Rate-cut expectations have intensified since inflation in the euro area slowed to 2.4 per cent in November, down from its peak above 10 per cent a year earlier and only slightly above the 2 per cent ECB target.
Almost 60 per cent of respondents in the FT survey predicted inflation would reach the 2 per cent threshold in 2024, although some said it was likely to speed back up again from there.
“Inflation may shortly dip below 2 per cent in the second quarter of 2024,” said Fritzi Köhler-Geib, chief economist at German state-owned development bank KfW. “Yet for most of the year the inflation rate will be somewhat above 2 per cent.”
The ECB has warned that it expects inflation to reaccelerate in December before slowly declining to its target in mid-2025. Isabel Schnabel, an ECB executive board member, recently told Süddeutsche Zeitung newspaper: “We still have some way to go and we will see how difficult the famous last mile will be.”
How quickly price pressures subside will be the key question as the central bank decides when to start lowering borrowing costs.
Only two of 48 economists surveyed by the FT forecast that the ECB would start cutting rates in the first three months of 2024, despite investors pricing in a greater than 50 per cent chance of such a move in March.
“Being too slow to cut rates [could] well prove more damaging for the ECB credibility than failing to raise rates quickly in response to an energy shock,” said Davide Oneglia, head of European and global macro at TS Lombard.
The ECB has raised its deposit rate from minus 0.5 per cent last year to its highest ever level of 4 per cent, in response to the biggest surge in consumer prices for a generation.

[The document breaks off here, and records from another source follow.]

//! Events API routes, all behind bearer authentication.

use axum::{Router, middleware};
use axum_helpers::jwt_auth_middleware;
use domain_events::{EventService, MongoEventRepository};
use tracing::info;

use crate::state::AppState;

pub fn router(state: &AppState) -> Router {
    let service = EventService::new(MongoEventRepository::new(&state.db));

    domain_events::router(service).layer(middleware::from_fn_with_state(
        state.jwt.clone(),
        jwt_auth_middleware,
    ))
}

/// Create the event collection indexes
pub async fn init_indexes(db: &mongodb::Database) -> eyre::Result<()> {
    MongoEventRepository::new(db)
        .create_indexes()
        .await
        .map_err(|e| eyre::eyre!("Failed to create event indexes: {}", e))?;
    info!("Event collection indexes created");
    Ok(())
}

Almost 42 per cent of economists said they thought the ECB had overtightened monetary policy by raising rates too high, while half of them said its response had been “about right” and only 2 per cent thought it still had not done enough.

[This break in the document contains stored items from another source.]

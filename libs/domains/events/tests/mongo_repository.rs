//! Runs against a MongoDB container: `cargo test -- --ignored`

use chrono::{DateTime, Duration, TimeZone, Utc};
use domain_events::{
    Event, EventPatch, EventRepository, MongoEventRepository, NewEvent, Recurrence,
    RecurrenceType, Selection, SeriesId,
};
use test_utils::{TestDataBuilder, TestMongo};

fn t1() -> DateTime<Utc> {
    Utc.with_ymd_and_hms(2025, 3, 3, 9, 0, 0).unwrap()
}

fn occurrence(builder: &TestDataBuilder, series_id: &SeriesId, start_time: DateTime<Utc>) -> Event {
    let mut event = NewEvent {
        title: "Standup".into(),
        description: None,
        start_time,
        end_time: None,
        participants: vec![builder.email("bob")],
        recurrence: Recurrence {
            kind: RecurrenceType::Daily,
            interval: Some(1),
            until: None,
        },
    }
    .into_event(builder.user_id(0));
    event.series_id = series_id.clone();
    event
}

async fn seeded(test_name: &str) -> (TestMongo, MongoEventRepository, TestDataBuilder, [Event; 3]) {
    let mongo = TestMongo::new().await;
    let builder = TestDataBuilder::from_test_name(test_name);
    let repo = MongoEventRepository::new(&mongo.database(&builder.database_name()));
    repo.create_indexes().await.unwrap();

    let series = SeriesId::recurring();
    let events = [
        occurrence(&builder, &series, t1()),
        occurrence(&builder, &series, t1() + Duration::days(1)),
        occurrence(&builder, &series, t1() + Duration::days(2)),
    ];
    // insert out of order so listing has to sort
    for event in [&events[2], &events[0], &events[1]] {
        repo.create(event.clone()).await.unwrap();
    }

    (mongo, repo, builder, events)
}

#[tokio::test]
#[ignore = "requires Docker"]
async fn stored_event_reads_back_unchanged() {
    let (_mongo, repo, _, [first, _, _]) = seeded("stored_event_reads_back_unchanged").await;

    let fetched = repo.get_by_id(first.id).await.unwrap();
    assert_eq!(fetched, Some(first));
}

#[tokio::test]
#[ignore = "requires Docker"]
async fn series_from_selection_compares_start_times_chronologically() {
    let (_mongo, repo, builder, [first, second, _]) =
        seeded("series_from_selection_compares_start_times_chronologically").await;

    let deleted = repo
        .delete_many(&Selection::SeriesFrom {
            series_id: second.series_id.clone(),
            start_time: second.start_time,
        })
        .await
        .unwrap();
    assert_eq!(deleted, 2);

    let remaining = repo
        .find_visible(builder.user_id(0), "nobody@test.local")
        .await
        .unwrap();
    assert_eq!(remaining, vec![first]);
}

#[tokio::test]
#[ignore = "requires Docker"]
async fn series_update_reports_matched_count() {
    let (_mongo, repo, builder, [first, _, _]) = seeded("series_update_reports_matched_count").await;

    let patch = EventPatch {
        title: Some("Daily sync".into()),
        ..Default::default()
    };
    let matched = repo
        .update_many(
            &Selection::Series {
                series_id: first.series_id.clone(),
            },
            &patch,
        )
        .await
        .unwrap();
    assert_eq!(matched, 3);

    let listed = repo
        .find_visible(builder.user_id(9), &builder.email("bob"))
        .await
        .unwrap();
    assert_eq!(listed.len(), 3);
    assert!(listed.iter().all(|e| e.title == "Daily sync"));
    assert!(listed.windows(2).all(|w| w[0].start_time < w[1].start_time));
}
pub mod server;
pub mod tracing;

use std::env;
use std::str::FromStr;
use thiserror::Error;

/// Configuration error type
#[derive(Error, Debug)]
pub enum ConfigError {
    #[error("Environment variable '{0}' is required but not set")]
    MissingEnvVar(String),

    #[error("Failed to parse environment variable '{key}': {details}")]
    ParseError { key: String, details: String },
}

/// Application environment (dev = local/kind, prod = full k8s)
#[derive(Clone, Debug, PartialEq, Eq)]
pub enum Environment {
    Development, // Local dev or kind cluster (no HTTPS)
    Production,  // Full k8s cluster (with HTTPS)
}

impl Environment {
    pub fn from_env() -> Self {
        let app_env = env::var("APP_ENV").unwrap_or_else(|_| "development".to_string());

        if app_env.eq_ignore_ascii_case("production") {
            Environment::Production
        } else {
            Environment::Development
        }
    }

    pub fn is_production(&self) -> bool {
        matches!(self, Environment::Production)
    }

    pub fn is_development(&self) -> bool {
        matches!(self, Environment::Development)
    }
}

/// Static application identity reported by health endpoints.
#[derive(Clone, Copy, Debug, PartialEq, Eq)]
pub struct AppInfo {
    pub name: &'static str,
    pub version: &'static str,
}

/// Build an [`AppInfo`] from the calling crate's Cargo metadata.
#[macro_export]
macro_rules! app_info {
    () => {
        $crate::AppInfo {
            name: env!("CARGO_PKG_NAME"),
            version: env!("CARGO_PKG_VERSION"),
        }
    };
}

/// Trait for configuration that can be loaded from environment variables
pub trait FromEnv: Sized {
    fn from_env() -> Result<Self, ConfigError>;
}

/// Helper to load and parse environment variable with a default value
pub fn env_or_default(key: &str, default: &str) -> String {
    env::var(key).unwrap_or_else(|_| default.to_string())
}

/// Helper to load and parse environment variable or return error
pub fn env_required(key: &str) -> Result<String, ConfigError> {
    env::var(key).map_err(|_| ConfigError::MissingEnvVar(key.to_string()))
}

/// Parse an environment variable into `T`, falling back to `default` when unset.
pub fn env_parse_or<T>(key: &str, default: T) -> Result<T, ConfigError>
where
    T: FromStr,
    T::Err: std::fmt::Display,
{
    match env::var(key) {
        Ok(raw) => raw.trim().parse().map_err(|e: T::Err| ConfigError::ParseError {
            key: key.to_string(),
            details: e.to_string(),
        }),
        Err(_) => Ok(default),
    }
}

“The ECB has raised interest rates very aggressively — by large amounts and quickly — and there is a risk that it has overestimated the strength of the euro area economy and overtightened,” said Stefan Gerlach, former deputy head of Ireland’s central bank who is EFG Bank chief economist.
A third of economists predicted that the ECB would wait until the second half of the year to start lowering borrowing costs, while one out of eight thought this would not happen until 2025. Once the cuts started, the economists on average expected the ECB to keep lowering its deposit rate until it reached close to 2.25 per cent.
Just over half the respondents said they did not think the ECB’s credibility had been seriously damaged despite criticism for being too slow to start raising rates last year, while a third said its reputation had been tarnished.
Eric Dor, director of economic studies at IESEG School of Management, said the surge and subsequent decline of energy prices raised questions about the ECB’s ability to control inflation.
“The current decrease in the headline inflation rate is essentially due to the downturn of energy prices, directly and indirectly,” he said, adding: “There is little evidence that the increase in interest rates is directly depressing aggregate demand.”
Debt levels of several EU governments have risen to record levels above 100 per cent of gross domestic product in recent years, including Italy, France and Spain. But most economists were sanguine about the risk of a financial crisis.
Almost 80 per cent said the spread between the 10-year bond yield of highly indebted southern European countries and those of Germany was unlikely to rise significantly. “I would not be surprised to see European periphery spreads fall further in 2024,” said Katharine Neiss, chief European economist at investor PGIM Fixed Income.
The EU recently agreed new debt and deficit rules that will require most governments to rein in their spending. Sandra Phlippen, chief economist at Dutch bank ABN Amro, identified “debt sustainability as politicians start to turn towards austerity” as one of the main risks looming over the euro area economy.